On 22/05/2012, at 4:15 AM, Isaac Gouy wrote:
Actually, I/O bound is *good*.
Why would that be good or bad?
The context here is a UNIX-style topological sorting program. Being I/O bound means that the program is limited by how fast it can read the data. If 90% of the time goes into reading the data, that means that the *algorithmic* part is fast enough. There may be very little one can do about the I/O part.
I suppose you're just suggesting that, in this case, the performance characteristics of the Java and Smalltalk programs are similar to the C program; but, for whatever reason, you're leaving us guessing about the timings for those other programs.
I didn't _think_ I'd omitted anything important. Oh well. For 25,000 nodes and 2,989,635 edges, Java (first version) 4.83 seconds -- uses ArrayList, HashMap Java (2nd version) 4.17 seconds -- uses own IntList Java (3rd version) 4.09 seconds -- different approach Smalltalk 4.40 seconds C 0.92 seconds -- my code Mac OS X tsort(1) 150.35 seconds -- 11.84 user + 138.51 system For 50,000 nodes and 8,385,254 edges, Java (first version) ran out of memory after 89.54 seconds (default heap) Java (2nd version) 13.31 seconds -- avoid Integer boxing! Java (3rd version) 15.07 seconds Smalltalk 14.52 seconds C 2.36 seconds Mac OS X tsort(1) 482.32 seconds -- 41.55 user + 440.77 system The Mac OS X tsort(1) is presumably written in C. Symbols have been stripped, so even with Instruments I can't see where the time is going. Judging from its memory behaviour, I believe that most of the time is going in the input phase, which suggests a spectacularly inefficient symbol table, which suggests that it might be using a not-very-modified version of the Unix V7 code, which used a linear search...
Of course, to some degree, user defined hash functions remedy that specific problem.
While creating other, and perhaps worse, ones.
For example, in the Smalltalk code, if you use a Dictionary of Strings, you're getting Robert Jenkin's hash function in optimised C. If you supply your own, you're getting a very probably worse hash function and it's going to run rather slower. And above all, the stuff you are benchmarking is no longer code that people are actually likely to write.
I think you're being a touch quarrelsome :-)
That upset me. All I was saying is that surely the only *point* of talking about the performance of *languages* is to get some idea of how well programs are likely to do, and not any old specially crafted code, but the kind of code that is likely to be written for purposes other than benchmarking. So the more you bash on a particular example to get the time down, the less representative it is of the kind of code people are likely to write *for purposes other than benchmarking*. Just today I marked a student program where their program took 15 minutes and my model answer took a touch under 4 milliseconds. I explained to them _that_ their program was spectacularly slow. They already knew _why_ it was. I also explained the one trick (lazy initialisation) that could have hugely improved the time. I also told them that they had made the right decision, to optimise *their* time, not the computer's, in their particular context.

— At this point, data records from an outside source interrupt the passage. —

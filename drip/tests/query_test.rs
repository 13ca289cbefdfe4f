// Licensed to the Apache Software Foundation (ASF) under one
// or more contributor license agreements.  See the NOTICE file
// distributed with this work for additional information
// regarding copyright ownership.  The ASF licenses this file
// to you under the Apache License, Version 2.0 (the
// "License"); you may not use this file except in compliance
// with the License.  You may obtain a copy of the License at
//
//   http://www.apache.org/licenses/LICENSE-2.0
//
// Unless required by applicable law or agreed to in writing,
// software distributed under the License is distributed on an
// "AS IS" BASIS, WITHOUT WARRANTIES OR CONDITIONS OF ANY
// KIND, either express or implied.  See the License for the
// specific language governing permissions and limitations
// under the License.

use drip::Filter;
use drip::error::ErrorKind;
use drip::filter;
use drip::predicate::ge;
use drip::predicate::le;
use drip::query;
use googletest::assert_that;
use googletest::prelude::contains_substring;
use googletest::prelude::eq;

#[test]
fn test_query() {
    let data: Vec<i64> = (0..100).collect();
    let ge25 = Filter::builder(&data).matching(&ge(25)).unwrap();
    let results: Vec<i64> = query(&data, &ge25).unwrap().copied().collect();
    assert_eq!(results, (25..100).collect::<Vec<i64>>());
}

#[test]
fn test_query_without_predicate_round_trips() {
    let data = vec!["b", "a", "d", "c"];
    let all = filter(&data);
    let rows: Vec<&str> = query(&data, &all).unwrap().copied().collect();
    assert_eq!(rows, data);
}

#[test]
fn test_query_preserves_dataset_order() {
    let data: Vec<i64> = vec![9, 1, 8, 2, 7, 3];
    let small = Filter::builder(&data).matching(&le(3)).unwrap();
    let rows: Vec<i64> = query(&data, &small).unwrap().copied().collect();
    assert_eq!(rows, vec![1, 2, 3]);
}

#[test]
fn test_query_yields_references_into_dataset() {
    let data: Vec<String> = vec!["x".to_string(), "y".to_string()];
    let fil = Filter::from(vec![false, true]);
    let row = query(&data, &fil).unwrap().next().unwrap();
    assert!(std::ptr::eq(row, &data[1]));
}

#[test]
fn test_query_is_restartable() {
    let data: Vec<i64> = (0..200).collect();
    let fil = Filter::builder(&data)
        .matching(&|v: &i64| v % 7 == 0)
        .unwrap();

    let mut rows = query(&data, &fil).unwrap();
    assert_that!(rows.len(), eq(29));
    assert_eq!(rows.next(), Some(&0));
    assert_eq!(rows.next(), Some(&7));

    let rest = rows.clone();
    assert_eq!(rows.len(), 27);
    assert_eq!(rows.indices().next(), Some(14));
    assert_eq!(rows.count(), 27);
    assert_eq!(rest.last(), Some(&196));

    // A fresh call starts from the beginning again.
    assert_eq!(query(&data, &fil).unwrap().next(), Some(&0));
}

#[test]
fn test_query_of_empty_selection() {
    let data: Vec<i64> = (0..10).collect();
    let none = Filter::builder(&data).matching(&ge(10)).unwrap();
    let mut rows = query(&data, &none).unwrap();
    assert_eq!(rows.len(), 0);
    assert_eq!(rows.next(), None);
    assert_eq!(rows.next(), None);
}

#[test]
fn test_query_empty_dataset() {
    let data: Vec<i64> = vec![];
    let fil = filter(&data);
    assert_eq!(query(&data, &fil).unwrap().count(), 0);
}

#[test]
fn test_query_length_mismatch() {
    let data: Vec<i64> = (0..10).collect();
    let fil = Filter::all(9);
    let err = query(&data, &fil).unwrap_err();
    assert_eq!(err.kind(), ErrorKind::LengthMismatch);
    assert_that!(err.message(), contains_substring("expected 10, got 9"));
}
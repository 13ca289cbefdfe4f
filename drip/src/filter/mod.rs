// Licensed to the Apache Software Foundation (ASF) under one
// or more contributor license agreements.  See the NOTICE file
// distributed with this work for additional information
// regarding copyright ownership.  The ASF licenses this file
// to you under the Apache License, Version 2.0 (the
// "License"); you may not use this file except in compliance
// with the License.  You may obtain a copy of the License at
//
//   http://www.apache.org/licenses/LICENSE-2.0
//
// Unless required by applicable law or agreed to in writing,
// software distributed under the License is distributed on an
// "AS IS" BASIS, WITHOUT WARRANTIES OR CONDITIONS OF ANY
// KIND, either express or implied.  See the License for the
// specific language governing permissions and limitations
// under the License.

//! Bitmask filters over in-memory datasets.
//!
//! A [`Filter`] holds one bit per row of the dataset it was built from.
//! Filters are built, and refined, with a [`FilterBuilder`]; refinement only
//! ever clears bits. Filters built from datasets of the same length combine
//! with `&`, `|`, `^` and `!`.
//!
//! # Usage
//!
//! ```rust
//! use drip::filter;
//! use drip::Filter;
//! use drip::predicate::ge;
//!
//! let data: Vec<i64> = (0..100).collect();
//!
//! let everything = filter(&data);
//! assert_eq!(everything.count_ones(), 100);
//!
//! let ge25 = Filter::builder(&data).matching(&ge(25)).unwrap();
//! assert_eq!(ge25.count_ones(), 75);
//! assert!(ge25.is_subset(&everything));
//! ```
//!
//! # Notes
//!
//! - A filter only makes sense next to the dataset it was built from. Do not
//!   resize a dataset between filter operations meant to be combined.
//! - Building never evaluates keys or predicates on rows the prior filter
//!   excludes.

mod bitmask;
mod builder;

pub use self::bitmask::Filter;
pub use self::bitmask::Iter;
pub use self::bitmask::Ones;
pub use self::builder::FilterBuilder;

/// Returns a filter selecting every row of `data`.
///
/// This is the starting point for refinement and the identity of `&`.
pub fn filter<T>(data: &[T]) -> Filter {
    Filter::all(data.len())
}
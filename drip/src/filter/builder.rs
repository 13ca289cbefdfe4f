// Licensed to the Apache Software Foundation (ASF) under one
// or more contributor license agreements.  See the NOTICE file
// distributed with this work for additional information
// regarding copyright ownership.  The ASF licenses this file
// to you under the Apache License, Version 2.0 (the
// "License"); you may not use this file except in compliance
// with the License.  You may obtain a copy of the License at
//
//   http://www.apache.org/licenses/LICENSE-2.0
//
// Unless required by applicable law or agreed to in writing,
// software distributed under the License is distributed on an
// "AS IS" BASIS, WITHOUT WARRANTIES OR CONDITIONS OF ANY
// KIND, either express or implied.  See the License for the
// specific language governing permissions and limitations
// under the License.

use crate::error::Error;
use crate::filter::Filter;
use crate::key::Key;
use crate::predicate::Predicate;

/// Builder for creating and refining [`Filter`]s over a dataset.
///
/// Without a prior filter every row starts out selected. With one, set via
/// [`refine()`](Self::refine), only the rows it selects are tested, so the
/// result never selects a row the prior filter excluded.
///
/// # Examples
///
/// ```
/// use drip::Filter;
/// use drip::predicate::ge;
/// use drip::predicate::lt;
///
/// let data: Vec<i64> = (0..100).collect();
///
/// let base = Filter::builder(&data).build().unwrap();
/// assert_eq!(base.count_ones(), 100);
///
/// let ge25 = Filter::builder(&data).matching(&ge(25)).unwrap();
/// let window = Filter::builder(&data)
///     .refine(&ge25)
///     .matching(&lt(30))
///     .unwrap();
/// assert_eq!(window.ones().collect::<Vec<_>>(), vec![25, 26, 27, 28, 29]);
/// ```
#[derive(Debug)]
pub struct FilterBuilder<'a, T> {
    data: &'a [T],
    prior: Option<&'a Filter>,
}

impl<T> Clone for FilterBuilder<'_, T> {
    fn clone(&self) -> Self {
        *self
    }
}

impl<T> Copy for FilterBuilder<'_, T> {}

impl<'a, T> FilterBuilder<'a, T> {
    /// Creates a builder over `data` with no prior filter.
    pub fn new(data: &'a [T]) -> Self {
        FilterBuilder { data, prior: None }
    }

    /// Sets the filter to refine.
    ///
    /// The prior filter must have been built from a dataset of the same
    /// length; this is checked when the filter is built.
    pub fn refine(mut self, prior: &'a Filter) -> Self {
        self.prior = Some(prior);
        self
    }

    /// Returns the starting filter without testing any row: a copy of the
    /// prior filter if one was set, otherwise a filter selecting every row.
    ///
    /// # Errors
    ///
    /// Returns [`ErrorKind::LengthMismatch`](crate::error::ErrorKind::LengthMismatch)
    /// if the prior filter's length differs from the dataset's.
    pub fn build(self) -> Result<Filter, Error> {
        self.check_prior()?;
        Ok(match self.prior {
            Some(prior) => prior.clone(),
            None => Filter::all(self.data.len()),
        })
    }

    /// Builds a filter selecting the rows that satisfy `pred`.
    ///
    /// The predicate is applied to each row as a whole. Rows excluded by the
    /// prior filter are not tested.
    ///
    /// # Errors
    ///
    /// Returns [`ErrorKind::LengthMismatch`](crate::error::ErrorKind::LengthMismatch)
    /// if the prior filter's length differs from the dataset's, or the first
    /// error returned by `pred`.
    pub fn matching<P>(self, pred: &P) -> Result<Filter, Error>
    where
        P: Predicate<T> + ?Sized,
    {
        self.refine_rows(|row| pred.test(row))
    }

    /// Builds a filter selecting the rows whose `key` satisfies `pred`.
    ///
    /// Rows excluded by the prior filter are passed to neither `key` nor
    /// `pred`, so they may hold data the key cannot extract.
    ///
    /// # Errors
    ///
    /// Returns [`ErrorKind::LengthMismatch`](crate::error::ErrorKind::LengthMismatch)
    /// if the prior filter's length differs from the dataset's, or the first
    /// error returned by `key` or `pred`.
    ///
    /// # Examples
    ///
    /// ```
    /// use drip::Filter;
    /// use drip::key::Value;
    /// use drip::key::make_key_functions;
    /// use drip::key::Conversion;
    /// use drip::predicate::gt;
    ///
    /// let rows = vec![
    ///     vec!["ONT", "-6"],
    ///     vec!["SFO", "12"],
    ///     vec!["LAX", "31"],
    /// ];
    /// let keys = make_key_functions([Conversion::Str, Conversion::Int]);
    /// let delayed = Filter::builder(&rows)
    ///     .matching_by(&keys[1], &gt(Value::Int(10)))
    ///     .unwrap();
    /// assert_eq!(delayed.to_string(), "011");
    /// ```
    pub fn matching_by<K, P>(self, key: &K, pred: &P) -> Result<Filter, Error>
    where
        K: Key<T> + ?Sized,
        P: Predicate<K::Output> + ?Sized,
    {
        self.refine_rows(|row| {
            let value = key.extract(row)?;
            pred.test(&value)
        })
    }

    fn check_prior(&self) -> Result<(), Error> {
        match self.prior {
            Some(prior) if prior.len() != self.data.len() => Err(Error::length_mismatch(
                "prior filter",
                self.data.len(),
                prior.len(),
            )),
            _ => Ok(()),
        }
    }

    /// Tests the selected rows in index order, stopping at the first error.
    fn refine_rows<F>(self, mut test: F) -> Result<Filter, Error>
    where
        F: FnMut(&T) -> Result<bool, Error>,
    {
        self.check_prior()?;

        let len = self.data.len();
        let mut refined = Filter::none(len);
        let mut tested = 0;
        let mut kept = 0;
        let mut visit = |index: usize| -> Result<(), Error> {
            tested += 1;
            if test(&self.data[index])? {
                refined.set(index);
                kept += 1;
            }
            Ok(())
        };

        match self.prior {
            Some(prior) => prior.ones().try_for_each(&mut visit)?,
            None => (0..len).try_for_each(&mut visit)?,
        }

        log::debug!("refined filter over {len} rows: tested {tested}, kept {kept}");
        Ok(refined)
    }
}

#[cfg(test)]
mod tests {
    use std::cell::Cell;

    use super::*;
    use crate::error::ErrorKind;

    #[test]
    fn test_excluded_rows_are_not_tested() {
        let data: Vec<u32> = (0..10).collect();
        let evens = Filter::builder(&data)
            .matching(&|v: &u32| v % 2 == 0)
            .unwrap();

        let calls = Cell::new(0);
        let refined = Filter::builder(&data)
            .refine(&evens)
            .matching(&|v: &u32| {
                assert_eq!(v % 2, 0, "odd row {v} was tested");
                calls.set(calls.get() + 1);
                true
            })
            .unwrap();

        assert_eq!(calls.get(), 5);
        assert_eq!(refined, evens);
    }

    #[test]
    fn test_mismatched_prior_is_rejected_before_testing() {
        let data = [1, 2, 3];
        let prior = Filter::all(4);
        let calls = Cell::new(0);
        let err = Filter::builder(&data)
            .refine(&prior)
            .matching(&|_: &i32| {
                calls.set(calls.get() + 1);
                true
            })
            .unwrap_err();

        assert_eq!(err.kind(), ErrorKind::LengthMismatch);
        assert_eq!(err.context("expected"), Some("3"));
        assert_eq!(err.context("actual"), Some("4"));
        assert_eq!(calls.get(), 0);
    }
}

Do *all* Smalltalk language implementations provide that same hash function in optimised C?
*That* function, no. *Some* hash function as a "primitive" (meaning optimised C), well, I don't have every Smalltalk, but the ones I do have, I've checked, and yes they do.
Have Smalltalk language implementations *always* provided that same hash function in optimised C?
Obviously not: Smalltalk-80 ran on Xerox D-machines, which didn't *have* C. "Primitives" were implemented in microcode.
Have you researched what code people are actually likely to write, or are you just speculating? ;-)
I'm in my 6th decade. I've seen a lot of code in a lot of languages.
"It depends" is the second best answer we can get. The best answer is one that says _what_ it depends on.
That may be the best answer to some other question - but for the stated question I think were looking for a Yes or a No :-)
The subject line has the obvious and boring answer "yes, of course". I recall one time when I wanted to analyse some data and typed up Fortran code for a suitable technique from a book. It didn't work. After struggling to debug it for a while, I implemented the whole thing from scratch in Prolog. Then I went back to the Fortran code, spotted my typing mistake, and fixed it. Result, two working programs. The Prolog program (compiled to a VM which was emulated; the compiler was not very clever) ran faster than the Fortran program (compiled to native code by a seriously optimising compiler from a major computer manufacturer). Reason? Same algorithm, different data structure. The data structure was one that was easy to express in Prolog (or Haskell!) but would have been insanely difficult in Fortran 77. This century's Fortran is of course another matter. The point here of course is that there are data structures and algorithms that are easy to express in some languages but hard in others, so that in code written *for purposes other than benchmarking*, they just would not be _used_ in one of those languages.